Data records START
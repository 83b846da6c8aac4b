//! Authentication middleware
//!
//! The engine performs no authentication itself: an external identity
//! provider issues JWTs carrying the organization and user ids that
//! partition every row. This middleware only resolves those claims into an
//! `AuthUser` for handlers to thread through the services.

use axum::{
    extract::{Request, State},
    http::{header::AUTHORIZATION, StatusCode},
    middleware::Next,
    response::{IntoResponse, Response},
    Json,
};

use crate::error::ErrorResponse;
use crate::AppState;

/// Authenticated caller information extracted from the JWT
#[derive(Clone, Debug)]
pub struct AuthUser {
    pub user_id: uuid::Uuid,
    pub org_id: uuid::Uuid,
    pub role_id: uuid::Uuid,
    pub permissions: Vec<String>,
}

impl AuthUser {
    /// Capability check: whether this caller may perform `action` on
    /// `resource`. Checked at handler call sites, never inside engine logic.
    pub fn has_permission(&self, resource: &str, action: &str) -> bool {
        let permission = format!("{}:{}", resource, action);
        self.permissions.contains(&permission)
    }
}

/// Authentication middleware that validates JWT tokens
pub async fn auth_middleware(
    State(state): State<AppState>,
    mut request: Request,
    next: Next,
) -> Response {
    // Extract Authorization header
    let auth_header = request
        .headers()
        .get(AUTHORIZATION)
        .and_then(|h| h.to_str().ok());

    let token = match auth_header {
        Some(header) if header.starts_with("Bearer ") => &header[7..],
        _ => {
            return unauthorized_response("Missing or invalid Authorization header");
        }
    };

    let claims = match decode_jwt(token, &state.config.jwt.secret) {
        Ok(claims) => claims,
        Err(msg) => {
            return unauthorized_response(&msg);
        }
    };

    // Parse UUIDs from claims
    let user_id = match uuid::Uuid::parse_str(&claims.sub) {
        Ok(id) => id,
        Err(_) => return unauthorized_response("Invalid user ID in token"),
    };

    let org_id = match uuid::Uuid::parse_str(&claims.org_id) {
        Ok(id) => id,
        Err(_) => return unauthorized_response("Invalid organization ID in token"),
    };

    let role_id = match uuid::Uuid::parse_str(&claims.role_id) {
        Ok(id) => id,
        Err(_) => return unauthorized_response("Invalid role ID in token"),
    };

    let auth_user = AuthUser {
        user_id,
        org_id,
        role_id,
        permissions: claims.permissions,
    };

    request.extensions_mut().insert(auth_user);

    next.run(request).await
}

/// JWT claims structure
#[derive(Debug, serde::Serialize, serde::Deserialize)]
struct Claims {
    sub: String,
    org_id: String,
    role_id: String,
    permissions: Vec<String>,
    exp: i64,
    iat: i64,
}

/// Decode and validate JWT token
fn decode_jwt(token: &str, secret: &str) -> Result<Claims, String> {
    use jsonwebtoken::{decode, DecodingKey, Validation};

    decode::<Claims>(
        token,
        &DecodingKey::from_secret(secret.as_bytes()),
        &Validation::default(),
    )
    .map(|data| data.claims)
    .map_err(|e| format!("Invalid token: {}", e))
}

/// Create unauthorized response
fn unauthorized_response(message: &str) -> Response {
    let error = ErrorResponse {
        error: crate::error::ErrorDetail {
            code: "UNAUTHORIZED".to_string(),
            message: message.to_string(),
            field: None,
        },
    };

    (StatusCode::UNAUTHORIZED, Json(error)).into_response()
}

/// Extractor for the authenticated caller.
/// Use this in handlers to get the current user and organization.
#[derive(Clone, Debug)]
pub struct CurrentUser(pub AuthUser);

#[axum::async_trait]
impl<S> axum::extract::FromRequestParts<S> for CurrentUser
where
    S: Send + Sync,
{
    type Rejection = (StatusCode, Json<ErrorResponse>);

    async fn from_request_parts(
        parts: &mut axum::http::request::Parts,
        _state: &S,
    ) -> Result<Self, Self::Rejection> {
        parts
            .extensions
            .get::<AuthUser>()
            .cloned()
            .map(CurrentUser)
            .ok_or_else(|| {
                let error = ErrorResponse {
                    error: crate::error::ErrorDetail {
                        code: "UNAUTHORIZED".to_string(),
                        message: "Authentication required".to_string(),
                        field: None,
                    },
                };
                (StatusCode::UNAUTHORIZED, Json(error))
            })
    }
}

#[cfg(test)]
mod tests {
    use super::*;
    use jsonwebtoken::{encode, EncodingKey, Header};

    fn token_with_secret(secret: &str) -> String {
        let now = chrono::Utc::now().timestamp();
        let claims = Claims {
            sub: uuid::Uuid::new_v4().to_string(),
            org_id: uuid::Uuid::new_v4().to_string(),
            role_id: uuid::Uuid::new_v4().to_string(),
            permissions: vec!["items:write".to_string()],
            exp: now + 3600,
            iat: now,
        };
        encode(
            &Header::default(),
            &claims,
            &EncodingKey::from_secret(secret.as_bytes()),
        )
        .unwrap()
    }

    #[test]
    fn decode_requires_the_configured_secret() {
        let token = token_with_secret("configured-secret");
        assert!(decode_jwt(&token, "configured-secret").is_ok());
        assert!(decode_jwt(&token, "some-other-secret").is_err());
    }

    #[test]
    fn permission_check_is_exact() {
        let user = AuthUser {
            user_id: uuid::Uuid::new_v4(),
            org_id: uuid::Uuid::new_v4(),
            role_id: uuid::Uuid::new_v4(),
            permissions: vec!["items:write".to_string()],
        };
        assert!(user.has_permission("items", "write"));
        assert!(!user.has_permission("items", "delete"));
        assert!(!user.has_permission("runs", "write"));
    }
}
Data records END
Data records START
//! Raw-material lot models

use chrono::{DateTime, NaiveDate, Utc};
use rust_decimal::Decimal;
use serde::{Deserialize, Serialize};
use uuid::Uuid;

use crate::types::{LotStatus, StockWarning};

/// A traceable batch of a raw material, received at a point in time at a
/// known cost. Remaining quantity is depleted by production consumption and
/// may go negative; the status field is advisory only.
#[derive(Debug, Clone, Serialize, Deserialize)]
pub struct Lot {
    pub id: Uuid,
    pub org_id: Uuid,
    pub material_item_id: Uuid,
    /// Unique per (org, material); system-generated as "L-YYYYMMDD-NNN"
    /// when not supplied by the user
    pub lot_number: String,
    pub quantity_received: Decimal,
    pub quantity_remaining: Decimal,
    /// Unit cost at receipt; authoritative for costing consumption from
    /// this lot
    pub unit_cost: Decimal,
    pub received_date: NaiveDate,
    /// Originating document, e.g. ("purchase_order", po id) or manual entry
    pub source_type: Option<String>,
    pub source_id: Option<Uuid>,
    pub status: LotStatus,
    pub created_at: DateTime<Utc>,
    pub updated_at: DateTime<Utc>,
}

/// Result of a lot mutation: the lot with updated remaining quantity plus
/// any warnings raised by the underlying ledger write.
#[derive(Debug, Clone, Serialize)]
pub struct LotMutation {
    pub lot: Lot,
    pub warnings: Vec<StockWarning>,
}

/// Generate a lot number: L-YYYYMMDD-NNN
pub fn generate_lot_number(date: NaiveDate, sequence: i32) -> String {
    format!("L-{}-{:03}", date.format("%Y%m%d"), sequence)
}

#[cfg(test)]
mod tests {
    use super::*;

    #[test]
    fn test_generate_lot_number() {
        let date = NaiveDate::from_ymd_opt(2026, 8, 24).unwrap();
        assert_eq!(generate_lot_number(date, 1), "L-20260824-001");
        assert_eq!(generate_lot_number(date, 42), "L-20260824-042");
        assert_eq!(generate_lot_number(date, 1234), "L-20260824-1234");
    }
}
Data records END
Data records START
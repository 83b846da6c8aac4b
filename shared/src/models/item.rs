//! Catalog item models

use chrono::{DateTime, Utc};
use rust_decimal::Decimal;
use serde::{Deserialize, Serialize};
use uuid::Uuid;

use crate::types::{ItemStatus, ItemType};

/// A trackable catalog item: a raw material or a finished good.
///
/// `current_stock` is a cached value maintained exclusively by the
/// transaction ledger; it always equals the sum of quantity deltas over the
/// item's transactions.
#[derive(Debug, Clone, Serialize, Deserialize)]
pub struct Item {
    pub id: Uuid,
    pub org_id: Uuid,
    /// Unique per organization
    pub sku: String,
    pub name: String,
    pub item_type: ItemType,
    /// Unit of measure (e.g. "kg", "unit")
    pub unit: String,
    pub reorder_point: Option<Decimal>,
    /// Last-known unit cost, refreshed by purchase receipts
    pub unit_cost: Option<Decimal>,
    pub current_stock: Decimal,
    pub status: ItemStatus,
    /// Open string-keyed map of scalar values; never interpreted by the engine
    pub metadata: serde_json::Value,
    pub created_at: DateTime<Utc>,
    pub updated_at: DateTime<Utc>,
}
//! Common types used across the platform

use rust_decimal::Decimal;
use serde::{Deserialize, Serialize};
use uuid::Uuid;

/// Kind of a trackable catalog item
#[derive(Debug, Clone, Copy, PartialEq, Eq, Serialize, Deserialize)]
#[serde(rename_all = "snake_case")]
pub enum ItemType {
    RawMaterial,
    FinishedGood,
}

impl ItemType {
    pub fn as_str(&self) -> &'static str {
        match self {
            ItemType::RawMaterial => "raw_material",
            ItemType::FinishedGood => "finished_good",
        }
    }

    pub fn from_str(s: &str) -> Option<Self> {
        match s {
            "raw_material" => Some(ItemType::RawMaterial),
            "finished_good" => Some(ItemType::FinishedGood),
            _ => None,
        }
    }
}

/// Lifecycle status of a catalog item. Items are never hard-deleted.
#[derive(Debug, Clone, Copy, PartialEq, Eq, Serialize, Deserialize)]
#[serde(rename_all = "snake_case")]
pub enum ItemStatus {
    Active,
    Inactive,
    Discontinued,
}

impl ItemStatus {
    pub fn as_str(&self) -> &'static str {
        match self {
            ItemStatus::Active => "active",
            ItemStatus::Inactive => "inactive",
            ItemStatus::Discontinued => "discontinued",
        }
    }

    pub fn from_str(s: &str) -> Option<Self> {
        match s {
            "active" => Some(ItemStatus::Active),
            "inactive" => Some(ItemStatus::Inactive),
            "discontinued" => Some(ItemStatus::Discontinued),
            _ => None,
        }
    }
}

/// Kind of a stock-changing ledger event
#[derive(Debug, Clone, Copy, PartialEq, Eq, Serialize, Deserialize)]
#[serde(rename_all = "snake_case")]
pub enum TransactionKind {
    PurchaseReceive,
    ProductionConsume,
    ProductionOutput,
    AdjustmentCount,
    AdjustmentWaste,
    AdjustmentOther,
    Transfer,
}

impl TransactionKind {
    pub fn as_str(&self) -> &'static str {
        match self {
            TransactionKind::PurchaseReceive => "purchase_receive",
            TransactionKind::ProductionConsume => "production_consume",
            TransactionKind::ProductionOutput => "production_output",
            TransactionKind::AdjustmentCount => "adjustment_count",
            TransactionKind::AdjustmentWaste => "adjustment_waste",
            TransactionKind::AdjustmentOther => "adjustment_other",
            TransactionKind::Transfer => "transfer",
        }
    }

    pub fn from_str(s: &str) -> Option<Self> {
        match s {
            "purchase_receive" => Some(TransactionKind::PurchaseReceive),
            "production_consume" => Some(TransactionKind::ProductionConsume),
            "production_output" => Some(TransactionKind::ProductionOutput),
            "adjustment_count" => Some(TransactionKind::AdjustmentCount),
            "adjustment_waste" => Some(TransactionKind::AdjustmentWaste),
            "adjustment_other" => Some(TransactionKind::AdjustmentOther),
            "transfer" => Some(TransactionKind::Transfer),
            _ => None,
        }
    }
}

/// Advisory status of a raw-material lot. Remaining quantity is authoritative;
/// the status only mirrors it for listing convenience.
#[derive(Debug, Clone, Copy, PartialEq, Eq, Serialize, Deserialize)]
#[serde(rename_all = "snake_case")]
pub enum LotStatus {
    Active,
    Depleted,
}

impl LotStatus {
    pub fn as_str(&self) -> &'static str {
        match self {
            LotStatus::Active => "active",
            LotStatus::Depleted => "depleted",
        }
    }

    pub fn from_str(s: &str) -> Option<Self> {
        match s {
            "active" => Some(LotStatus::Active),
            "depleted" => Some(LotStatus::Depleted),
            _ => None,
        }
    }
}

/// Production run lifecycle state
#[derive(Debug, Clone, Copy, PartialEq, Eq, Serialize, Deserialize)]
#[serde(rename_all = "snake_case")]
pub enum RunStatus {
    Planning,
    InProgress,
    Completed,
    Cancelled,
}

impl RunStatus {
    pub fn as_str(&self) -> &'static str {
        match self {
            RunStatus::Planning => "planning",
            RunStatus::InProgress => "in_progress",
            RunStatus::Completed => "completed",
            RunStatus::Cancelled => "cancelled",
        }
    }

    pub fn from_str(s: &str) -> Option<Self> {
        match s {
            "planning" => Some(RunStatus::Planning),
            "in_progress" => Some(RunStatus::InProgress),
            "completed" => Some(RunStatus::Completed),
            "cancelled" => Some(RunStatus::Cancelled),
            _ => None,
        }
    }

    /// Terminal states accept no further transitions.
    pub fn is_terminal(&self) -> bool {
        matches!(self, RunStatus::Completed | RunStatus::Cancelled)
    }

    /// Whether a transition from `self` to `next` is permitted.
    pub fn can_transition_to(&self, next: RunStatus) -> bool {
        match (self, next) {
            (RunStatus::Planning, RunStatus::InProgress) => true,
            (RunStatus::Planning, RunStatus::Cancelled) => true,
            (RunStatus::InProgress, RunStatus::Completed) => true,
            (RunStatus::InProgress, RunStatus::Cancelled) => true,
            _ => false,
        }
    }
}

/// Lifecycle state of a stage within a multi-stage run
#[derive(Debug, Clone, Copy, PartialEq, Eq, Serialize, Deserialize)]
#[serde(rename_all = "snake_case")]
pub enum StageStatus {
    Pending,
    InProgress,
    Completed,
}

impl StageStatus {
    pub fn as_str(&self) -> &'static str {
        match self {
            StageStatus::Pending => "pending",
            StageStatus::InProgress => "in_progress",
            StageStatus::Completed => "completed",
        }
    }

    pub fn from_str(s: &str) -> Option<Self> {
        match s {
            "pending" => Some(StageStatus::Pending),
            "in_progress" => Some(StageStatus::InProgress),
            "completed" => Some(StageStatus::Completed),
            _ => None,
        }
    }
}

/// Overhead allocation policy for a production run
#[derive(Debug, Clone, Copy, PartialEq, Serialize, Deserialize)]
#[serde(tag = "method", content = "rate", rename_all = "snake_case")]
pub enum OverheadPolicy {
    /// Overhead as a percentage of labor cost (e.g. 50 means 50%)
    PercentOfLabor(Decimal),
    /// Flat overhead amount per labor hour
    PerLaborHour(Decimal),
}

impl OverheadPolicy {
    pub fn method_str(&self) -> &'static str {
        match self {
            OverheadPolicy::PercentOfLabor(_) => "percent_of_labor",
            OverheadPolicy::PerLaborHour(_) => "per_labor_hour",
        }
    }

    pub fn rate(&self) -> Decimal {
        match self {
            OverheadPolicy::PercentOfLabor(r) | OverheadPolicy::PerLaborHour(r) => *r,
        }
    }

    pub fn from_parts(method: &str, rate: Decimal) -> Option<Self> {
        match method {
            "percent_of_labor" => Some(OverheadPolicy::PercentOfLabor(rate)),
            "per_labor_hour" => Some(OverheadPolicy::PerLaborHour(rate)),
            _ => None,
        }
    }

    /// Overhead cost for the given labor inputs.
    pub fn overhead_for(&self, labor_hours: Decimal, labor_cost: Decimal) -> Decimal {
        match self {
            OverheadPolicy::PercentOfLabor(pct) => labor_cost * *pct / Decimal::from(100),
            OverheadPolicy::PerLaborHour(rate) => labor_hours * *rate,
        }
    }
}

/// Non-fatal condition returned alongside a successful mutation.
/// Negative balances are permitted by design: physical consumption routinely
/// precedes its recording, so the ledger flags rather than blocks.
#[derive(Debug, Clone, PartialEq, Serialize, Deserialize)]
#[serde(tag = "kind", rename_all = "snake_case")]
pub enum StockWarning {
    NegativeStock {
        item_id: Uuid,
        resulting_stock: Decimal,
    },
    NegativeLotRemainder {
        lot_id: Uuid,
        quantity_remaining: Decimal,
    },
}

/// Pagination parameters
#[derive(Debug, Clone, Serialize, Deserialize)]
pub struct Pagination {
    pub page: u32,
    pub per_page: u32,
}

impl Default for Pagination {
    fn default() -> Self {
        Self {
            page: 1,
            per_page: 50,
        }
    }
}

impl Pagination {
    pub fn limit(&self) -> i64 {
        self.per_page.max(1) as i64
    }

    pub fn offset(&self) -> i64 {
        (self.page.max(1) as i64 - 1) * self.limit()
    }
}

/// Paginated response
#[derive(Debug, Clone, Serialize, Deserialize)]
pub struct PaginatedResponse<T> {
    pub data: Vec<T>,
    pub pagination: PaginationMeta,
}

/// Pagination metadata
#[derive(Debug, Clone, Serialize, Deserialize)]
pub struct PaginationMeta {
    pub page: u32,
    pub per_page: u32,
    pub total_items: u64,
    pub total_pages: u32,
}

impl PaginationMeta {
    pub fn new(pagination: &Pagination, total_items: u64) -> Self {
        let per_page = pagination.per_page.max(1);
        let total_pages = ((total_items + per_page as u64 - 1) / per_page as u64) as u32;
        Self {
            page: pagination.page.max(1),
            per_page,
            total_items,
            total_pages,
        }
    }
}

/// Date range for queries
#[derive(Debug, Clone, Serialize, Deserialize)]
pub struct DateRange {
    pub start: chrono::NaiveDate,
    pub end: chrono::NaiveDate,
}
Data records END
- [Brief]
Only one number is expected: the count of lines in the entries holding the string "that".

- [Result for this exercise]
2